Walter Reed Army Institute of Research (WRAIR), Silver Spring, Maryland.
Department of Physical Therapy, Texas State University, Round Rock, Texas.
Sports Health. 2020 Nov/Dec;12(6):564-572. doi: 10.1177/1941738120902991. Epub 2020 Mar 5.
Musculoskeletal injuries are a primary source of disability. Understanding how risk factors predict injury is necessary to individualize and enhance injury reduction programs.
Because of the multifactorial nature of musculoskeletal injuries, multiple risk factors will provide a useful method of categorizing warrior athletes based on injury risk.

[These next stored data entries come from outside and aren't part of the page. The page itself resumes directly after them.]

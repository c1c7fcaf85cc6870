//! XML serialization of a [`Document`].
//!
//! Only nodes reachable from the root are written. Attribute order is kept
//! as stored.

use crate::document::{Document, NodeId};
use crate::error::{Error, Result};
use quick_xml::Writer;
use quick_xml::events::{BytesEnd, BytesStart, BytesText, Event};
use std::path::Path;

/// Options for writing a document.
#[derive(Debug, Clone)]
pub struct WriteOptions {
    /// Indentation width in spaces, `None` writes everything on one line
    pub indent: Option<usize>,
}

impl Default for WriteOptions {
    fn default() -> Self {
        Self { indent: Some(2) }
    }
}

/// Write a document to a file.
pub fn write_file(doc: &Document, path: &Path, options: &WriteOptions) -> Result<()> {
    let content = write_string(doc, options)?;
    std::fs::write(path, content)?;
    Ok(())
}

/// Write a document to a string.
pub fn write_string(doc: &Document, options: &WriteOptions) -> Result<String> {
    let mut writer = match options.indent {
        Some(width) => Writer::new_with_indent(Vec::new(), b' ', width),
        None => Writer::new(Vec::new()),
    };
    write_node(&mut writer, doc, doc.root())?;
    String::from_utf8(writer.into_inner()).map_err(Error::write)
}

/// Write one element and its subtree.
fn write_node(writer: &mut Writer<Vec<u8>>, doc: &Document, node: NodeId) -> Result<()> {
    let tag = doc.tag(node);
    let mut start = BytesStart::new(tag);
    for (name, value) in doc.attrs(node) {
        start.push_attribute((name.as_str(), value.as_str()));
    }

    let children = doc.children(node);
    let text = doc.text(node);
    if children.is_empty() && text.is_none() {
        writer.write_event(Event::Empty(start)).map_err(Error::write)?;
        return Ok(());
    }

    writer.write_event(Event::Start(start)).map_err(Error::write)?;
    if let Some(text) = text {
        writer
            .write_event(Event::Text(BytesText::new(text)))
            .map_err(Error::write)?;
    }
    for &child in children {
        write_node(writer, doc, child)?;
    }
    writer
        .write_event(Event::End(BytesEnd::new(tag)))
        .map_err(Error::write)?;
    Ok(())
}
//! Ticket constraints.

use super::common::{
    Options, ROLES, invalid_value, normalize_role, validate_option_names, validate_required,
    validate_resources,
};
use super::resource_set::create_set_constraint;
use super::{BuildContext, ResourceSetSpec};
use crate::error::Result;
use crate::ids::validate_id;
use crate::kind::ElementKind;
use crate::locator;
use crate::reports::ReportList;
use cibtree::{Document, NodeId};

const LOSS_POLICIES: [&str; 4] = ["fence", "stop", "freeze", "demote"];
const SET_OPTIONS: [&str; 3] = ["id", "loss-policy", "ticket"];
const PLAIN_OPTIONS: [&str; 3] = ["id", "loss-policy", "rsc-role"];

fn validate_ticket(ticket: &str, reports: &mut ReportList) {
    if let Some(item) = validate_id(ticket, "ticket name") {
        reports.push(item);
    }
}

fn prepare_loss_policy(options: &Options, reports: &mut ReportList) -> Option<(String, String)> {
    let policy = options.get("loss-policy")?;
    let lowered = policy.to_lowercase();
    match LOSS_POLICIES.iter().find(|known| **known == lowered) {
        Some(known) => Some(("loss-policy".to_string(), (*known).to_string())),
        None => {
            reports.push(invalid_value("loss-policy", policy, &LOSS_POLICIES));
            None
        }
    }
}

/// Create an `rsc_ticket` over resource sets. The `ticket` option is
/// required.
pub fn create_with_sets(
    doc: &mut Document,
    ctx: &mut BuildContext,
    sets: &[ResourceSetSpec],
    options: &Options,
) -> Result<Option<NodeId>> {
    let mut reports = validate_option_names(options, &SET_OPTIONS, "set constraint");
    reports.append(validate_required(options, &["ticket"], "set constraint"));

    let mut attributes = Vec::new();
    if let Some(ticket) = options.get("ticket") {
        validate_ticket(ticket, &mut reports);
        attributes.push(("ticket".to_string(), ticket.clone()));
    }
    attributes.extend(prepare_loss_policy(options, &mut reports));
    create_set_constraint(doc, ctx, ElementKind::Ticket, sets, options, reports, &attributes)
}

/// Create an `rsc_ticket` making `rsc` depend on `ticket`.
pub fn create_plain(
    doc: &mut Document,
    ctx: &mut BuildContext,
    ticket: &str,
    rsc: &str,
    options: &Options,
) -> Result<Option<NodeId>> {
    let section = locator::constraints_section(doc)?;
    let mut reports = validate_option_names(options, &PLAIN_OPTIONS, "constraint");
    validate_ticket(ticket, &mut reports);

    let role = match options.get("rsc-role") {
        Some(value) => {
            let role = normalize_role(value);
            if role.is_none() {
                reports.push(invalid_value("rsc-role", value, &ROLES));
            }
            role
        }
        None => None,
    };
    let loss_policy = prepare_loss_policy(options, &mut reports);
    reports.append(validate_resources(doc, [rsc], &ctx.force_flags)?);
    reports.append(ctx.book_requested_id(doc, options));
    if ctx.absorb(reports) {
        return Ok(None);
    }

    let proposed = match role {
        Some(role) => format!("ticket-{ticket}-{rsc}-{role}"),
        None => format!("ticket-{ticket}-{rsc}"),
    };
    let id = ctx.id_or_allocate(doc, options, &proposed);
    let constraint = doc.append_element_with_attrs(
        section,
        "rsc_ticket",
        &[("id", id.as_str()), ("ticket", ticket), ("rsc", rsc)],
    );
    if let Some(role) = role {
        doc.set_attr(constraint, "rsc-role", role);
    }
    if let Some((name, value)) = loss_policy {
        doc.set_attr(constraint, &name, &value);
    }
    log::debug!("Created ticket constraint '{id}'");
    Ok(Some(constraint))
}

Prospective observational cohort study.
Level 2.
Baseline data were collected on 922 US Army soldiers/warrior athletes (mean age, 24.7 ± 5.2 years; mean body mass index, 26.8 ± 3.4 kg/m) using surveys and physical measures. Injury occurrence and health care utilization were collected for 1 year. Variables were compared in healthy versus injured participants using independent tests or chi-square analysis. Significantly different factors between each group were entered into a logistic regression equation. Receiver operating characteristic curve and accuracy statistics were calculated for regression variables.
Of the 922 warrior athletes, 38.8% suffered a time-loss injury (TLI). Overall, 35 variables had a significant relationship with TLIs. The logistic regression equation, consisting of 11 variables of interest, was significant (adjusted = 0.21; odds ratio, 5.7 [95% CI, 4.1-7.9]; relative risk, 2.5 [95% CI, 2.1-2.9]; area under the curve, 0.73). Individuals with 2 variables had a sensitivity of 0.89, those with 7 or more variables had a specificity of 0.94.
The sum of individual risk factors (prior injury, prior work restrictions, lower perceived recovery from injury, asymmetrical ankle dorsiflexion, decreased or asymmetrical performance on the Lower and Upper Quarter Y-Balance test, pain with movement, slower 2-mile run times, age, and sex) produced a highly sensitive and specific multivariate model for TLI in military servicemembers.
A better understanding of characteristics associated with future injury risk can provide a foundation for prevention programs designed to reduce medical costs and time lost.
肌肉骨骼损伤是残疾的主要原因。了解危险因素如何预测损伤对于针对个体和增强损伤预防计划是必要的。
由于肌肉骨骼损伤的多因素性质,多个危险因素将为基于损伤风险对战士运动员进行分类提供有用的方法。
前瞻性观察队列研究。
2 级。
使用调查和身体测量收集了 922 名美国陆军士兵/战士运动员(平均年龄 24.7±5.2 岁;平均体重指数 26.8±3.4kg/m)的基线数据。收集了 1 年的损伤发生和医疗保健利用情况。使用独立 t 检验或卡方检验比较健康参与者和受伤参与者之间的变量。将每组之间差异显著的因素纳入逻辑回归方程。计算回归变量的受试者工作特征曲线和准确性统计。
在 922 名战士运动员中,38.8%遭受了非战斗性损伤(TLI)。总体而言,35 个变量与 TLI 有显著关系。由 11 个感兴趣的变量组成的逻辑回归方程具有统计学意义(调整后 =0.21;比值比 5.7[95%可信区间,4.1-7.9];相对风险 2.5[95%可信区间,2.1-2.9];曲线下面积 0.73)。具有 2 个变量的个体具有 0.89 的敏感性,具有 7 个或更多变量的个体具有 0.94 的特异性。
个体危险因素(既往损伤、既往工作限制、受伤后恢复感觉较差、踝关节背屈不对称、Lower 和 Upper Quarter Y-Balance 测试中表现下降或不对称、运动时疼痛、2 英里跑速度较慢、年龄和性别)的总和为军事人员的 TLI 产生了一个高度敏感和特异的多变量模型。
更好地了解与未来损伤风险相关的特征可以为旨在降低医疗成本和损失时间的预防计划提供基础。